# Skye saddle.



## Gary H (Dec 16, 2006)

There just has to be something wrong. I saw this saddle on ebay and the claimed weight was 205 grams. I bid $26 usd, won the bid and with shipping, the total came to $31. I received the saddle today and it weighed in at 204 grams on my scale. Thats 50 grams lighter than my Arione. I like the looks better and it seems to fit me better! It's a little wider in the back and has a shorter nose which was something I was looking for.

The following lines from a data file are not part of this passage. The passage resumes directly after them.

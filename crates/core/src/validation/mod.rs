//! ASN business-rule engine.
//!
//! Four independent rule groups (timing, carton physical constraints,
//! labeling, routing) inspect a structurally valid [`ShipmentDocument`] and
//! emit [`Violation`]s. The [`RuleEngine`] runs them in a fixed order and
//! folds the result into a [`ValidationVerdict`]. Pure logic, no I/O.
//!
//! [`ShipmentDocument`]: crate::document::ShipmentDocument

pub mod cartons;
pub mod config;
pub mod engine;
pub mod labeling;
pub mod routing;
pub mod rules;
pub mod timing;

pub use config::{CartonSize, ImpactTable, RuleConfig, RuleProfile};
pub use engine::{RuleContext, RuleEngine};
pub use rules::{ids, Severity, ShipmentSummary, ValidationVerdict, Violation};
use asn_core::RuleProfile;

/// Server configuration loaded from environment variables.
///
/// All fields have sensible defaults suitable for local development.
/// In production, override via environment variables.
#[derive(Debug, Clone)]
pub struct ServerConfig {
    /// Bind address (default: `0.0.0.0`).
    pub host: String,
    /// Bind port (default: `3000`).
    pub port: u16,
    /// Allowed CORS origins, parsed from comma-separated `CORS_ORIGINS` env var.
    pub cors_origins: Vec<String>,
    /// HTTP request timeout in seconds (default: `30`).
    pub request_timeout_secs: u64,
    /// Rule profile the engine is built with (default: `strict`).
    pub rule_profile: RuleProfile,
}

impl ServerConfig {
    /// Load configuration from environment variables with defaults.
    ///
    /// | Env Var                | Default                    |
    /// |------------------------|----------------------------|
    /// | `HOST`                 | `0.0.0.0`                  |
    /// | `PORT`                 | `3000`                     |
    /// | `CORS_ORIGINS`         | `http://localhost:3000`    |
    /// | `REQUEST_TIMEOUT_SECS` | `30`                       |
    /// | `ASN_RULE_PROFILE`     | `strict`                   |
    pub fn from_env() -> Self {
        let host = std::env::var("HOST").unwrap_or_else(|_| "0.0.0.0".into());

        let port: u16 = std::env::var("PORT")
            .unwrap_or_else(|_| "3000".into())
            .parse()
            .expect("PORT must be a valid u16");

        let cors_origins = parse_origins(
            &std::env::var("CORS_ORIGINS").unwrap_or_else(|_| "http://localhost:3000".into()),
        );

        let request_timeout_secs: u64 = std::env::var("REQUEST_TIMEOUT_SECS")
            .unwrap_or_else(|_| "30".into())
            .parse()
            .expect("REQUEST_TIMEOUT_SECS must be a valid u64");

        let rule_profile: RuleProfile = std::env::var("ASN_RULE_PROFILE")
            .unwrap_or_else(|_| "strict".into())
            .parse()
            .unwrap_or_else(|e| panic!("ASN_RULE_PROFILE: {e}"));

        Self {
            host,
            port,
            cors_origins,
            request_timeout_secs,
            rule_profile,
        }
    }
}

fn parse_origins(raw: &str) -> Vec<String> {
    raw.split(',')
        .map(|s| s.trim().to_string())
        .filter(|s| !s.is_empty())
        .collect()
}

But I dont get it. Something has to be wrong with it. Or did I just get lucky?


----------



## DeeEight (Jan 13, 2004)

Flip it over, I bet the plastic base says "VELO" on it. If its got these screwed in plastic protectors underneath, unscrew them and chuck 'em, and save 20g for free.


----------



## grnxb (Jan 8, 2006)

That Skye saddle came on my Motobecane and it's surprisingly comfy, and it's good to hear it actually weighs what it's supposed to.


----------



## Gary H (Dec 16, 2006)

DeeEight said:


> Flip it over, I bet the plastic base says "VELO" on it. If its got these screwed in plastic protectors underneath, unscrew them and chuck 'em, and save 20g for free.


Yea it's a Velo, but I dont see any screws underneath. I'm not worried about the extra 20 grams anyway. What I'm really worried about is bidding while intoxicated and messing up! ut:


----------



## Gary H (Dec 16, 2006)

Decent saddle?


----------